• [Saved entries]
____

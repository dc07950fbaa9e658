use crate::error::ConfigError;

const DELIMITER: char = ':';
const SEGMENTS: usize = 3;

/// The three segments of a store key.
#[derive(Debug, Clone, Copy, PartialEq, Eq)]
pub struct KeyParts<'a> {
    pub prefix: &'a str,
    pub instrument: &'a str,
    pub token: &'a str,
}

/// # Key Layout
///
/// Keys have the bit-exact form `prefix:instrument:token`. The layout is
/// derived from the configured glob pattern; when the pattern's first
/// segment is a literal (no glob metacharacters) keys must carry exactly
/// that prefix. Only the first two delimiters split, so the token may hold
/// colons of its own (`price_data:EUR_USD:2025-08-25T11:52:32`).
#[derive(Debug, Clone, PartialEq, Eq)]
pub struct KeyLayout {
    prefix: Option<String>,
}

impl KeyLayout {
    /// Builds the layout for a pattern such as `price_data:*:*`.
    pub fn from_pattern(pattern: &str) -> Result<Self, ConfigError> {
        let segments: Vec<&str> = pattern.split(DELIMITER).collect();
        if segments.len() != SEGMENTS || segments.iter().any(|s| s.is_empty()) {
            return Err(ConfigError::KeyPattern {
                pattern: pattern.to_string(),
            });
        }

        let first = segments[0];
        let literal = !first.contains(['*', '?', '[', ']', '\\']);
        Ok(Self {
            prefix: literal.then(|| first.to_string()),
        })
    }

    /// A layout that accepts any prefix.
    pub fn any_prefix() -> Self {
        Self { prefix: None }
    }

    pub fn prefix(&self) -> Option<&str> {
        self.prefix.as_deref()
    }

    /// Splits a key into its segments, or explains why it does not fit.
    pub fn split<'a>(&self, key: &'a str) -> Result<KeyParts<'a>, String> {
        let segments: Vec<&'a str> = key.splitn(SEGMENTS, DELIMITER).collect();
        if segments.len() != SEGMENTS {
            return Err(format!(
                "expected {} '{}'-separated segments, found {}",
                SEGMENTS,
                DELIMITER,
                segments.len()
            ));
        }

        let (prefix, instrument, token) = (segments[0], segments[1], segments[2]);
        if let Some(expected) = &self.prefix {
            if prefix != expected {
                return Err(format!("prefix '{}' does not match '{}'", prefix, expected));
            }
        }
        if instrument.is_empty() {
            return Err("empty instrument segment".to_string());
        }

        Ok(KeyParts {
            prefix,
            instrument,
            token,
        })
    }

    /// The instrument a key belongs to, if the key fits the layout.
    pub fn instrument_of<'a>(&self, key: &'a str) -> Option<&'a str> {
        self.split(key).ok().map(|parts| parts.instrument)
    }

    /// The trailing timestamp token of a key.
    pub fn token<'a>(&self, key: &'a str) -> Option<&'a str> {
        self.split(key).ok().map(|parts| parts.token)
    }
}
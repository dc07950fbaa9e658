//! # Configuration Modules
//!
//! Engine settings shared by every binary built on the library. Process
//! level concerns (ports, log directories, display tables) belong to the
//! binaries themselves.

/// Tunables of the scan, parse and buffer pipeline.
pub mod engine;

pub use engine::{EngineConfig, WindowAnchor};
pub mod config;
pub mod display;
pub mod downstream;
pub mod monitor;
pub mod state;
pub mod upstream;
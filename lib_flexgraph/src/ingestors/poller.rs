//! # Poller
//!
//! The single recurring task driving Scan → Parse → Insert.
//!
//! ## Key Design Principles
//! 1. **Store failures are transient**: a failed list or fetch aborts the
//!    current cycle only. Keys whose values were not fetched are released
//!    back to the scanner, and the next attempt waits out an exponential
//!    backoff. Buffered data is never touched, and the scanner only prunes
//!    its seen-set once a cycle has completed.
//! 2. **Record failures are local**: a key that does not parse is logged,
//!    counted and skipped; the rest of the cycle continues.
//! 3. **Graceful stop**: cancellation is observed between cycles, so an
//!    in-flight store call finishes or times out and no record is half
//!    applied.

use std::sync::atomic::Ordering;
use std::sync::Arc;
use std::time::Duration;

use serde::Serialize;
use tokio::sync::mpsc;
use tokio::time::MissedTickBehavior;
use tokio_util::sync::CancellationToken;
use tracing::{debug, error, info, warn};

use crate::configs::EngineConfig;
use crate::connections::{bounded, RecordStore};
use crate::core::{InsertOutcome, InstrumentRegistry};
use crate::error::{ConfigError, EngineError};
use crate::ingestors::key_scanner::KeyScanner;
use crate::ingestors::metrics::IngestMetrics;
use crate::parsers::PayloadParser;

/// Requests handled by the poller between cycles.
#[derive(Debug, Clone, PartialEq, Eq)]
pub enum IngestCommand {
    /// Forget an instrument's seen keys so records still in the store are
    /// ingested again.
    Rescan { instrument: String },
}

/// What one poll cycle did.
#[derive(Debug, Clone, Copy, Default, PartialEq, Eq, Serialize)]
#[serde(rename_all = "camelCase")]
pub struct PollStats {
    pub new_keys: usize,
    pub accepted: usize,
    pub duplicates: usize,
    pub missing: usize,
    pub parse_failures: usize,
    pub late: usize,
    pub evicted: usize,
}

/// Exponential retry delay, doubling from `base` up to `max`.
#[derive(Debug, Clone)]
pub struct Backoff {
    base: Duration,
    max: Duration,
    current: Option<Duration>,
}

impl Backoff {
    pub fn new(base: Duration, max: Duration) -> Self {
        Self {
            base,
            max: max.max(base),
            current: None,
        }
    }

    pub fn next_delay(&mut self) -> Duration {
        let next = match self.current {
            None => self.base,
            Some(current) => current.saturating_mul(2).min(self.max),
        };
        self.current = Some(next);
        next
    }

    pub fn reset(&mut self) {
        self.current = None;
    }
}

pub struct Poller {
    scanner: KeyScanner,
    parser: PayloadParser,
    store: Arc<dyn RecordStore>,
    registry: Arc<InstrumentRegistry>,
    metrics: Arc<IngestMetrics>,
    config: EngineConfig,
    commands: mpsc::UnboundedReceiver<IngestCommand>,
}

impl Poller {
    /// Builds a poller and the sender used to reach it while it runs.
    pub fn new(
        config: EngineConfig,
        store: Arc<dyn RecordStore>,
        registry: Arc<InstrumentRegistry>,
        metrics: Arc<IngestMetrics>,
    ) -> Result<(Self, mpsc::UnboundedSender<IngestCommand>), ConfigError> {
        config.validate()?;
        let layout = config.key_layout()?;
        let scanner = KeyScanner::new(config.key_pattern.clone(), layout.clone(), config.seen_horizon())
            .with_clock(registry.clock());
        let (tx, rx) = mpsc::unbounded_channel();

        let poller = Self {
            scanner,
            parser: PayloadParser::new(layout),
            store,
            registry,
            metrics,
            config,
            commands: rx,
        };
        Ok((poller, tx))
    }

    pub fn scanner(&self) -> &KeyScanner {
        &self.scanner
    }

    pub fn apply(&mut self, command: IngestCommand) {
        match command {
            IngestCommand::Rescan { instrument } => {
                let forgotten = self.scanner.forget_instrument(&instrument);
                info!(instrument = %instrument, forgotten, "Rescan requested");
            }
        }
    }

    /// One Scan → Parse → Insert cycle.
    pub async fn poll_once(&mut self) -> Result<PollStats, EngineError> {
        let timeout = self.config.store_timeout();
        let scan = match self.scanner.poll(self.store.as_ref(), timeout).await {
            Ok(scan) => scan,
            Err(err) => {
                self.metrics.record_poll(false);
                return Err(err.into());
            }
        };

        let mut stats = PollStats {
            new_keys: scan.new_keys.len(),
            late: scan.late,
            ..Default::default()
        };
        self.metrics.keys_discovered.fetch_add(stats.new_keys as u64, Ordering::Relaxed);
        self.metrics.late_keys.fetch_add(stats.late as u64, Ordering::Relaxed);

        let batch = self.config.fetch_batch_size.max(1);
        for (index, chunk) in scan.new_keys.chunks(batch).enumerate() {
            let values = match bounded(timeout, self.store.get_values(chunk)).await {
                Ok(values) => values,
                Err(err) => {
                    self.scanner.release(&scan.new_keys[index * batch..]);
                    self.metrics.record_poll(false);
                    return Err(err.into());
                }
            };

            for key in chunk {
                let Some(raw) = values.get(key) else {
                    // expired between listing and fetching
                    stats.missing += 1;
                    self.metrics.missing_values.fetch_add(1, Ordering::Relaxed);
                    continue;
                };

                let record = match self.parser.parse(key, raw) {
                    Ok(record) => record,
                    Err(err) => {
                        debug!(key = %key, kind = err.kind(), error = %err, "Skipping record");
                        self.metrics.record_parse_error(&err);
                        stats.parse_failures += 1;
                        continue;
                    }
                };

                match self.registry.ingest(record)? {
                    InsertOutcome::Inserted { evicted } => {
                        stats.accepted += 1;
                        stats.evicted += evicted;
                        self.metrics.record_accepted(evicted, self.registry.clock().now());
                    }
                    InsertOutcome::Duplicate => {
                        stats.duplicates += 1;
                        self.metrics.duplicates.fetch_add(1, Ordering::Relaxed);
                    }
                }
            }
        }

        let pruned = self.scanner.commit();
        if pruned > 0 {
            debug!(pruned, seen = self.scanner.seen_len(), "Pruned seen keys");
        }
        self.metrics.record_poll(true);
        Ok(stats)
    }

    /// Polls on a fixed interval until `shutdown` is cancelled.
    ///
    /// Only a capacity invariant violation ends the loop with an error.
    pub async fn run(mut self, shutdown: CancellationToken) -> Result<(), EngineError> {
        info!(
            pattern = %self.config.key_pattern,
            interval_ms = self.config.poll_interval_ms,
            capacity = self.registry.capacity(),
            "Poller started"
        );

        let mut interval = tokio::time::interval(self.config.poll_interval());
        interval.set_missed_tick_behavior(MissedTickBehavior::Delay);
        let mut backoff = Backoff::new(self.config.backoff_base(), self.config.backoff_max());

        loop {
            tokio::select! {
                biased;
                _ = shutdown.cancelled() => break,
                _ = interval.tick() => {}
            }

            while let Ok(command) = self.commands.try_recv() {
                self.apply(command);
            }

            match self.poll_once().await {
                Ok(stats) => {
                    backoff.reset();
                    if stats.new_keys > 0 {
                        debug!(
                            new = stats.new_keys,
                            accepted = stats.accepted,
                            skipped = stats.parse_failures,
                            missing = stats.missing,
                            "Poll cycle complete"
                        );
                    }
                }
                Err(EngineError::Store(err)) => {
                    let delay = backoff.next_delay();
                    warn!(error = %err, delay_ms = delay.as_millis() as u64, "Store unavailable, backing off");
                    tokio::select! {
                        _ = shutdown.cancelled() => break,
                        _ = tokio::time::sleep(delay) => {}
                    }
                }
                Err(err) => {
                    error!(error = %err, "Poller stopped on fatal error");
                    return Err(err);
                }
            }
        }

        info!("Poller stopped");
        Ok(())
    }
}
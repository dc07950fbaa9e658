use crate::flexgraph_logic::state::AppState;
use chrono::{DateTime, TimeDelta, Utc};
use std::time::Duration;
use tokio::time::interval;
use tokio_util::sync::CancellationToken;
use tracing::{info, warn};

/// Whether no record has been accepted for longer than `threshold`.
///
/// Before the first record, the silence is measured from `started`.
pub fn is_stalled(
    last_accepted: Option<DateTime<Utc>>,
    started: DateTime<Utc>,
    now: DateTime<Utc>,
    threshold: TimeDelta,
) -> bool {
    now - last_accepted.unwrap_or(started) > threshold
}

pub async fn run(app_state: AppState, check_every: Duration, threshold: Duration, shutdown: CancellationToken) {
    let mut check_interval = interval(check_every);
    let threshold = TimeDelta::from_std(threshold).unwrap_or(TimeDelta::MAX);
    let clock = app_state.registry.clock();
    let started = clock.now();
    let mut stalled = false;

    loop {
        tokio::select! {
            _ = shutdown.cancelled() => {
                info!("Monitor service received shutdown signal.");
                break;
            }
            _ = check_interval.tick() => {
                if app_state.registry.is_empty() {
                    continue;
                }
                let last = app_state.metrics.last_accepted();
                if is_stalled(last, started, clock.now(), threshold) {
                    warn!(
                        last_accepted = ?last,
                        threshold_secs = threshold.num_seconds(),
                        instruments = app_state.registry.len(),
                        "No new records accepted; store may be stalled"
                    );
                    stalled = true;
                } else if stalled {
                    info!("Dataflow resumed");
                    stalled = false;
                }
            }
        }
    }
}
//! Expiry records and their sharded index key.

use core::str::FromStr;

use chrono::{DateTime, NaiveDate, Utc};
use serde::{Deserialize, Serialize};
use serde_json::Value as JsonValue;

use courier_core::{DomainError, DomainResult, ResourceKey};

/// Write-sharded date key: `YYYY-MM-DD#<shard>`.
///
/// Spreads one day's expiries over `N` partitions so no single index partition
/// takes every write for that day.
#[derive(Debug, Clone, Copy, PartialEq, Eq, Hash, PartialOrd, Ord, Serialize, Deserialize)]
#[serde(try_from = "String", into = "String")]
pub struct ShardKey {
    date: NaiveDate,
    shard: u32,
}

impl ShardKey {
    pub const DATE_FORMAT: &'static str = "%Y-%m-%d";

    pub fn new(date: NaiveDate, shard: u32) -> Self {
        Self { date, shard }
    }

    /// Key for an item expiring at `expiry_epoch_seconds` (UTC date), on `shard`.
    pub fn for_expiry(expiry_epoch_seconds: i64, shard: u32) -> DomainResult<Self> {
        let at = DateTime::<Utc>::from_timestamp(expiry_epoch_seconds, 0).ok_or_else(|| {
            DomainError::invalid_timestamp(format!(
                "{expiry_epoch_seconds} is out of range for a calendar date"
            ))
        })?;
        Ok(Self::new(at.date_naive(), shard))
    }

    pub fn date(&self) -> NaiveDate {
        self.date
    }

    pub fn shard(&self) -> u32 {
        self.shard
    }
}

impl core::fmt::Display for ShardKey {
    fn fmt(&self, f: &mut core::fmt::Formatter<'_>) -> core::fmt::Result {
        write!(f, "{}#{}", self.date.format(Self::DATE_FORMAT), self.shard)
    }
}

impl FromStr for ShardKey {
    type Err = DomainError;

    fn from_str(s: &str) -> Result<Self, Self::Err> {
        let (date, shard) = s
            .split_once('#')
            .ok_or_else(|| DomainError::validation(format!("shard key has no '#': {s}")))?;
        let date = NaiveDate::parse_from_str(date, Self::DATE_FORMAT)
            .map_err(|e| DomainError::validation(format!("shard key date {date:?}: {e}")))?;
        let shard = shard
            .parse::<u32>()
            .map_err(|e| DomainError::validation(format!("shard key shard {shard:?}: {e}")))?;
        Ok(Self::new(date, shard))
    }
}

impl TryFrom<String> for ShardKey {
    type Error = DomainError;

    fn try_from(value: String) -> Result<Self, Self::Error> {
        value.parse()
    }
}

impl From<ShardKey> for String {
    fn from(value: ShardKey) -> Self {
        value.to_string()
    }
}

/// An item scheduled to expire.
///
/// Invariant: `shard_key.date()` is the UTC calendar date of `expiry_epoch_seconds`.
#[derive(Debug, Clone, PartialEq, Eq, Serialize, Deserialize)]
#[serde(rename_all = "camelCase")]
pub struct ExpiryRecord {
    pub resource_key: ResourceKey,
    pub expiry_epoch_seconds: i64,
    pub shard_key: ShardKey,
    #[serde(default)]
    pub payload: JsonValue,
}

impl ExpiryRecord {
    /// Build a record, enforcing the shard-date invariant.
    pub fn new(
        resource_key: ResourceKey,
        expiry_epoch_seconds: i64,
        shard: u32,
        payload: JsonValue,
    ) -> DomainResult<Self> {
        Ok(Self {
            resource_key,
            expiry_epoch_seconds,
            shard_key: ShardKey::for_expiry(expiry_epoch_seconds, shard)?,
            payload,
        })
    }

    pub fn is_due(&self, before_epoch_seconds: i64) -> bool {
        self.expiry_epoch_seconds < before_epoch_seconds
    }
}
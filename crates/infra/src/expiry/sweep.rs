//! What one poller run sweeps.

use chrono::{DateTime, Duration as ChronoDuration, NaiveDate, Utc};
use serde::{Deserialize, Serialize};

use super::error::ExpiryError;
use super::record::ShardKey;

/// Optional override carried by a scheduled trigger.
#[derive(Debug, Clone, Default, PartialEq, Eq, Serialize, Deserialize)]
#[serde(rename_all = "camelCase")]
pub struct SweepOverride {
    /// `YYYY-MM-DD`
    pub date_of_expiry: Option<String>,
    /// RFC 3339 timestamp, e.g. `2022-03-06T12:34:56Z`
    pub time_of_expiry: Option<String>,
}

/// Target of one sweep: the shard date to read and the expiry cutoff.
#[derive(Debug, Clone, Copy, PartialEq, Eq)]
pub struct ExpirySweep {
    pub date: NaiveDate,
    /// Only records expiring strictly before this are due.
    pub before_epoch_seconds: i64,
}

impl ExpirySweep {
    /// Sweep for a run starting at `now`.
    ///
    /// The date lags `now` by an hour, so a run shortly after midnight still
    /// drains the previous day's shards.
    pub fn at(now: DateTime<Utc>) -> Self {
        Self {
            date: (now - ChronoDuration::hours(1)).date_naive(),
            before_epoch_seconds: now.timestamp(),
        }
    }

    /// The sweep date followed by `lookback_days` earlier dates, newest first.
    pub fn dates(&self, lookback_days: u32) -> Vec<NaiveDate> {
        std::iter::successors(Some(self.date), NaiveDate::pred_opt)
            .take(lookback_days as usize + 1)
            .collect()
    }

    /// Apply a trigger override on top of [`ExpirySweep::at`].
    pub fn resolve(overrides: &SweepOverride, now: DateTime<Utc>) -> Result<Self, ExpiryError> {
        let mut sweep = Self::at(now);

        if let Some(date) = overrides.date_of_expiry.as_deref() {
            sweep.date = NaiveDate::parse_from_str(date, ShardKey::DATE_FORMAT)
                .ok()
                .filter(|_| date.len() == 10)
                .ok_or_else(|| {
                    ExpiryError::InvalidSweep(format!(
                        "dateOfExpiry is not valid ISO date format (YYYY-MM-DD): {date}"
                    ))
                })?;
        }

        if let Some(time) = overrides.time_of_expiry.as_deref() {
            let at = DateTime::parse_from_rfc3339(time).map_err(|_| {
                ExpiryError::InvalidSweep(format!(
                    "timeOfExpiry is not valid date format (YYYY-MM-DD'T'HH:MM:SSZ): {time}"
                ))
            })?;
            sweep.before_epoch_seconds = at.timestamp();
        }

        Ok(sweep)
    }
}
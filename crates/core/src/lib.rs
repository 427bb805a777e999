//! `courier-core`: primitives shared by every pipeline stage.
//!
//! This crate has **no IO and no async**: identifiers and the domain error model only.

pub mod error;
pub mod id;

pub use error::{DomainError, DomainResult};
pub use id::{EventId, ResourceKey};
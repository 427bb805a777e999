use thiserror::Error;

use courier_core::DomainError;

/// Indexed store error.
#[derive(Debug, Clone, PartialEq, Eq, Error)]
pub enum StoreError {
    #[error("store throttled: {0}")]
    Throttled(String),

    #[error("store unavailable: {0}")]
    Unavailable(String),

    /// A stored item does not have the expected shape.
    #[error("malformed record: {0}")]
    Malformed(String),
}

impl StoreError {
    pub fn is_transient(&self) -> bool {
        matches!(self, Self::Throttled(_) | Self::Unavailable(_))
    }
}

/// Errors raised by the expiry index and processor.
#[derive(Debug, Clone, PartialEq, Eq, Error)]
pub enum ExpiryError {
    #[error(transparent)]
    Store(#[from] StoreError),

    #[error("invalid expiry timestamp: {0}")]
    InvalidTimestamp(String),

    /// A scheduled-trigger override could not be understood.
    #[error("invalid sweep: {0}")]
    InvalidSweep(String),

    #[error("expiry configuration error: {0}")]
    Configuration(String),
}

impl From<DomainError> for ExpiryError {
    fn from(err: DomainError) -> Self {
        match err {
            DomainError::InvalidTimestamp(msg) => Self::InvalidTimestamp(msg),
            other => Self::InvalidSweep(other.to_string()),
        }
    }
}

____

• [Assignment] Copy out each line of the data above, exactly, if it lies between the line holding "a scheduled trigger." and the line holding "dates, newest first.", inclusive; copy no other line.

• [Solution to the problem]
/// Optional override carried by a scheduled trigger.
#[derive(Debug, Clone, Default, PartialEq, Eq, Serialize, Deserialize)]
#[serde(rename_all = "camelCase")]
pub struct SweepOverride {
    /// `YYYY-MM-DD`
    pub date_of_expiry: Option<String>,
    /// RFC 3339 timestamp, e.g. `2022-03-06T12:34:56Z`
    pub time_of_expiry: Option<String>,
}

/// Target of one sweep: the shard date to read and the expiry cutoff.
#[derive(Debug, Clone, Copy, PartialEq, Eq)]
pub struct ExpirySweep {
    pub date: NaiveDate,
    /// Only records expiring strictly before this are due.
    pub before_epoch_seconds: i64,
}

impl ExpirySweep {
    /// Sweep for a run starting at `now`.
    ///
    /// The date lags `now` by an hour, so a run shortly after midnight still
    /// drains the previous day's shards.
    pub fn at(now: DateTime<Utc>) -> Self {
        Self {
            date: (now - ChronoDuration::hours(1)).date_naive(),
            before_epoch_seconds: now.timestamp(),
        }
    }

    /// The sweep date followed by `lookback_days` earlier dates, newest first.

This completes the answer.